Your reply must be one number: the count of lines in the data below that contain "filename".
_ _ _
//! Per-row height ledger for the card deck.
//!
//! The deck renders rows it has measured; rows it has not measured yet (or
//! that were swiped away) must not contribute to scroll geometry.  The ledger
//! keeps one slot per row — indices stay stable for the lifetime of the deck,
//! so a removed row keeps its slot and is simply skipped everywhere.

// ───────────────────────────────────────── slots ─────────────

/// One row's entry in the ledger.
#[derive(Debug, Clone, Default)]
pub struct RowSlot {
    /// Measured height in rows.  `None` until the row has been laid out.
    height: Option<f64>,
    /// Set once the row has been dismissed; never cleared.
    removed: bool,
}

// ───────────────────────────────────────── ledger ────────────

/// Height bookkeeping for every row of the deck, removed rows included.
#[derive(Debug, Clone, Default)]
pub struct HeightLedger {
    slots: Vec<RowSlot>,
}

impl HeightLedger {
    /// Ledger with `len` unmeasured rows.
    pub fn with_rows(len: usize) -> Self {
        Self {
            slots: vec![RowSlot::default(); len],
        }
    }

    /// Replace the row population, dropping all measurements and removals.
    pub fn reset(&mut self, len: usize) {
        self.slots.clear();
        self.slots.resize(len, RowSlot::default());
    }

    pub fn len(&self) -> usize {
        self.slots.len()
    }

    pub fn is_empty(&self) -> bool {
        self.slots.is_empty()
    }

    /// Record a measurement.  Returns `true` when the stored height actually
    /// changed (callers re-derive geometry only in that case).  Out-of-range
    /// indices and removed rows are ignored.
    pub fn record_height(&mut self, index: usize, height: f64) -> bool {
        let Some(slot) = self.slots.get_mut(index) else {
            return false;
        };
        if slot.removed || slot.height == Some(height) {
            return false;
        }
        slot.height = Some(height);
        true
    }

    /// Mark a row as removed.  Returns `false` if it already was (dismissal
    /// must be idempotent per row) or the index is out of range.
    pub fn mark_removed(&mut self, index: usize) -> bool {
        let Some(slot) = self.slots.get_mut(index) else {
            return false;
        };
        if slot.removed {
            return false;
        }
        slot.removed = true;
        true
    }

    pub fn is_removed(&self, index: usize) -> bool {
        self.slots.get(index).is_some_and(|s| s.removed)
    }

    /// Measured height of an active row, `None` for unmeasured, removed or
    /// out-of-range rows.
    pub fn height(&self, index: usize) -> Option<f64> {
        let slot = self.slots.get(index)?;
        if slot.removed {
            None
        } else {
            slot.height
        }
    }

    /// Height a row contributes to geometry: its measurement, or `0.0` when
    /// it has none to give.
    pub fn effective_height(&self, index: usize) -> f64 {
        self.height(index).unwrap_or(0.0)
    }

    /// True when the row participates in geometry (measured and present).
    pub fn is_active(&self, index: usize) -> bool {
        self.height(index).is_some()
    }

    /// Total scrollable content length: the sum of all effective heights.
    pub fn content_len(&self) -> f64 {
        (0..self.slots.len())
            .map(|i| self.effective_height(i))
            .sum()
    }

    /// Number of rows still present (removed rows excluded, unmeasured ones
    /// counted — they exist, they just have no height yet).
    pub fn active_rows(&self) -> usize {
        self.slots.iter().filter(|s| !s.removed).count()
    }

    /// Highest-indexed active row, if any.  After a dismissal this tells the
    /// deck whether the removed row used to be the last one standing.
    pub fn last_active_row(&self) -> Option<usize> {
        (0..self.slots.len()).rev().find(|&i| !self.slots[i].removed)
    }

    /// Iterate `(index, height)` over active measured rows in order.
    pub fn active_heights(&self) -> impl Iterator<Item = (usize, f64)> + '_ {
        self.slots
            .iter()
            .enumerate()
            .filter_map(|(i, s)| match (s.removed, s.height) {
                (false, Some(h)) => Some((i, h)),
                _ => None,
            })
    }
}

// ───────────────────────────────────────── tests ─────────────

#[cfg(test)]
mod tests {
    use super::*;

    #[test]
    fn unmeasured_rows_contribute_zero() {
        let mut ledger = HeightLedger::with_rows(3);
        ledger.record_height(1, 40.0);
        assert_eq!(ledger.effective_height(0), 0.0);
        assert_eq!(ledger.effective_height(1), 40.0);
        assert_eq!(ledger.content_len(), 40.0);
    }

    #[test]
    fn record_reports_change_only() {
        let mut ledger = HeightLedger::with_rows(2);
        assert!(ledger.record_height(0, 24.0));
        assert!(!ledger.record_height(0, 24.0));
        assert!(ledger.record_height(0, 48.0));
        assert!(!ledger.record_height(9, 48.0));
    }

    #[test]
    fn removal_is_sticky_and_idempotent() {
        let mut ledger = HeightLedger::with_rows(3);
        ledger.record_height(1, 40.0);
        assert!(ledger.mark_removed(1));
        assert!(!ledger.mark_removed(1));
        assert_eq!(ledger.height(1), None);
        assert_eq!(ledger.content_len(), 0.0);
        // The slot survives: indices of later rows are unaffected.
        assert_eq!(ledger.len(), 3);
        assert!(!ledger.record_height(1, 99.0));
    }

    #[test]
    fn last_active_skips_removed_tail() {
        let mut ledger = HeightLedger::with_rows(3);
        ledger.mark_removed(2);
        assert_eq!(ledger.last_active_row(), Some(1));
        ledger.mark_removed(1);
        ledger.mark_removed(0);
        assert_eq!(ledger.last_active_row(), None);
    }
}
_ _ _
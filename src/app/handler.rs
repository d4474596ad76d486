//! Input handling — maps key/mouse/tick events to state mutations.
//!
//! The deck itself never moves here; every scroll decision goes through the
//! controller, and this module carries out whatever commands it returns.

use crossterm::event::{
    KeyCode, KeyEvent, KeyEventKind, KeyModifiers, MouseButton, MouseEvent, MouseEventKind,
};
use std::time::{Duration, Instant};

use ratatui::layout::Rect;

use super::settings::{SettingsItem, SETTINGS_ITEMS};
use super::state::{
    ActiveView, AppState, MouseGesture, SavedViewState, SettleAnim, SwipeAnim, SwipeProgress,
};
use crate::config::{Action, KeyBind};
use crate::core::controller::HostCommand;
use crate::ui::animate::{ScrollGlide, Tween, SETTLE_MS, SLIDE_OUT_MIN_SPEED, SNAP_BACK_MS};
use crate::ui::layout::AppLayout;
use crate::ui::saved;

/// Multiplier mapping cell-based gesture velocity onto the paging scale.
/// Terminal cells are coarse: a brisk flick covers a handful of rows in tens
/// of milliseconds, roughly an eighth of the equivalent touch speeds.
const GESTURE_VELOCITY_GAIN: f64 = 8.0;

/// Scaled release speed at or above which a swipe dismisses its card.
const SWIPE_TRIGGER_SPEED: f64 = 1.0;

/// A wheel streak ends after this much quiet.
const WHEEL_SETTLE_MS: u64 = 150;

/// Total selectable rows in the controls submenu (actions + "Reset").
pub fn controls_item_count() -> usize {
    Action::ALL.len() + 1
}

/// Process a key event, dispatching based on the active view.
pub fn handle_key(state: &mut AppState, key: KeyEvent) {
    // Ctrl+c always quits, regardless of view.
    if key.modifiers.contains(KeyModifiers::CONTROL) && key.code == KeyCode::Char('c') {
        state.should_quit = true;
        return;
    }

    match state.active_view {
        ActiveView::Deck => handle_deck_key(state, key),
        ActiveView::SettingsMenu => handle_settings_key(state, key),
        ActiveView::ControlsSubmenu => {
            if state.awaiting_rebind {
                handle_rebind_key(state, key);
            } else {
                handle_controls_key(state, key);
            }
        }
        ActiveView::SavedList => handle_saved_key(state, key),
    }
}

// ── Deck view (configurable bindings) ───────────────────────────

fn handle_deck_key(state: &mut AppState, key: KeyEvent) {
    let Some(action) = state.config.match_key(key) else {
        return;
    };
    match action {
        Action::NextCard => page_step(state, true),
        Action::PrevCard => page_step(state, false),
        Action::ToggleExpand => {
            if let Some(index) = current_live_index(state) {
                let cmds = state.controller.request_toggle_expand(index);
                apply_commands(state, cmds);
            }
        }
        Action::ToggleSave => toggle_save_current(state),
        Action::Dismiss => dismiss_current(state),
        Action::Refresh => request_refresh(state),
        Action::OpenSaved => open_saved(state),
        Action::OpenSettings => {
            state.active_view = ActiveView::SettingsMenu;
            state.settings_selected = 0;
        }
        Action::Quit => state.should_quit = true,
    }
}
_ _ _
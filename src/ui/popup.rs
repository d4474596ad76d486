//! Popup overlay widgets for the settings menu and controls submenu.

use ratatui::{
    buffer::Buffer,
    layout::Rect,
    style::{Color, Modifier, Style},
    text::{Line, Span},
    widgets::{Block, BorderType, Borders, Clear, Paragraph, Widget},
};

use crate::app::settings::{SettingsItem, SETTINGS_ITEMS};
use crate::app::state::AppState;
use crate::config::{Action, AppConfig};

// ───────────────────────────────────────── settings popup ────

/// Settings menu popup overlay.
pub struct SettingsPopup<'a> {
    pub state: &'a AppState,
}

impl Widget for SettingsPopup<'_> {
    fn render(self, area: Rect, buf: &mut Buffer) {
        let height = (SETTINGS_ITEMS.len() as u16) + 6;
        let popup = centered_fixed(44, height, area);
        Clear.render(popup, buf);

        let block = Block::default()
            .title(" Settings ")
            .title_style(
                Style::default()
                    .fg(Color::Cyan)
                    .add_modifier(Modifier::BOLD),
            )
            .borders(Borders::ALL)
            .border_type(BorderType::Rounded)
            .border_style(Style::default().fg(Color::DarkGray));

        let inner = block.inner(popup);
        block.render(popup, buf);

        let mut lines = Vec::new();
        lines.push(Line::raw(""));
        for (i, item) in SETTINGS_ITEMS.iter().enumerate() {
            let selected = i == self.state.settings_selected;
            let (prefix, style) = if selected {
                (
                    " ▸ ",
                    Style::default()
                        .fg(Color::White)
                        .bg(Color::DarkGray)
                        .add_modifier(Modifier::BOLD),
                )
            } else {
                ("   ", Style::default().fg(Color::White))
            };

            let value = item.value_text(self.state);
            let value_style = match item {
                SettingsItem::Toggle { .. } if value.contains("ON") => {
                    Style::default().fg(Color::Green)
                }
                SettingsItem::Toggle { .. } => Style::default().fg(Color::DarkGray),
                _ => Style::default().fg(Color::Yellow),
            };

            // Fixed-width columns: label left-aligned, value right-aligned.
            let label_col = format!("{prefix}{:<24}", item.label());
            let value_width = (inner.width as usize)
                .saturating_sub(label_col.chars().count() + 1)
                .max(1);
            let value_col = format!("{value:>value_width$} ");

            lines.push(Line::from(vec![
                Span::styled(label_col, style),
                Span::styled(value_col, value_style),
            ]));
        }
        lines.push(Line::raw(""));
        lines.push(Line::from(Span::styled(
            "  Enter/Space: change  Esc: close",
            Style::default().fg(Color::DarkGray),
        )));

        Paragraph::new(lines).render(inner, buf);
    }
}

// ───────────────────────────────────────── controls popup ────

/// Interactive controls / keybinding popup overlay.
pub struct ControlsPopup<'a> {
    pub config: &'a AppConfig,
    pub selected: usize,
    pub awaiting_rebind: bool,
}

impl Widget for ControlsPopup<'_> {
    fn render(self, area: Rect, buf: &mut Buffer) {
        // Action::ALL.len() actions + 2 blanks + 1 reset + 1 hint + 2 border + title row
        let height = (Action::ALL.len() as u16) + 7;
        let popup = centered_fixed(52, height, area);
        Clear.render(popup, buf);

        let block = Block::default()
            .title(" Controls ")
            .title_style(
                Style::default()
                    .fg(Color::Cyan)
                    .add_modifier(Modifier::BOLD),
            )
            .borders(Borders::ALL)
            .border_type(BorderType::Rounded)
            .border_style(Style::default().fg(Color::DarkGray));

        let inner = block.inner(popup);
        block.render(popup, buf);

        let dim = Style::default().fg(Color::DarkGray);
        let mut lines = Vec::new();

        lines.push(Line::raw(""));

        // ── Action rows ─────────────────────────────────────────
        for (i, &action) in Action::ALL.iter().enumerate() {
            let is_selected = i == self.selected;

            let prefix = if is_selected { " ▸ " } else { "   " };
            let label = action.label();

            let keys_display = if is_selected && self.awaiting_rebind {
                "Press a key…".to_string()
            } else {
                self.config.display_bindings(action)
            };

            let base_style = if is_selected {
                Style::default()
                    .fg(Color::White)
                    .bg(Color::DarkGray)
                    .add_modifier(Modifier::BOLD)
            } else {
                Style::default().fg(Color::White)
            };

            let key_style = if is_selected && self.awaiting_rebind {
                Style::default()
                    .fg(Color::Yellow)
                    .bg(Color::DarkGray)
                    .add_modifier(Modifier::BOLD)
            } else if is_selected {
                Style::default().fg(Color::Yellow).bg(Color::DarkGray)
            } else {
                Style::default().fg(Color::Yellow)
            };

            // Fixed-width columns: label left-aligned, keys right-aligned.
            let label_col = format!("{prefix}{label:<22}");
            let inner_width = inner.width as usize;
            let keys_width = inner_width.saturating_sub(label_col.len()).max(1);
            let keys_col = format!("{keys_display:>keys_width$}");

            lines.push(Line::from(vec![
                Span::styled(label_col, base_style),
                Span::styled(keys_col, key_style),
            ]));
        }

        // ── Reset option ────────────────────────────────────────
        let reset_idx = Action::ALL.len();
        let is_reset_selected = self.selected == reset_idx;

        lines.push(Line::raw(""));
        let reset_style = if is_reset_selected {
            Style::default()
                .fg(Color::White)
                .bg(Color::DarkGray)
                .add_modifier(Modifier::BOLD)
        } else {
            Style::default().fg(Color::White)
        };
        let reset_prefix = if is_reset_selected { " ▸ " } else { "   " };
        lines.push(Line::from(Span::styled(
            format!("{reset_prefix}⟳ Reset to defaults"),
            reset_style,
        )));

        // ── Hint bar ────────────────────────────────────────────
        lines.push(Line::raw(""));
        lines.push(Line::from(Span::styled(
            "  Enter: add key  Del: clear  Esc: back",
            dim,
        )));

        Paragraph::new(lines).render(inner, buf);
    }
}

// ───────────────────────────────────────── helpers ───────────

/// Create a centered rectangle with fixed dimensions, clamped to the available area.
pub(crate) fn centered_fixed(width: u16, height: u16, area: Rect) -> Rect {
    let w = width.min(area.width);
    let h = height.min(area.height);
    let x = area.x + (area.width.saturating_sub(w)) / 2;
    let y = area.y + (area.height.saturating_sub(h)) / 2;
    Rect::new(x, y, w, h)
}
_ _ _
Solution
2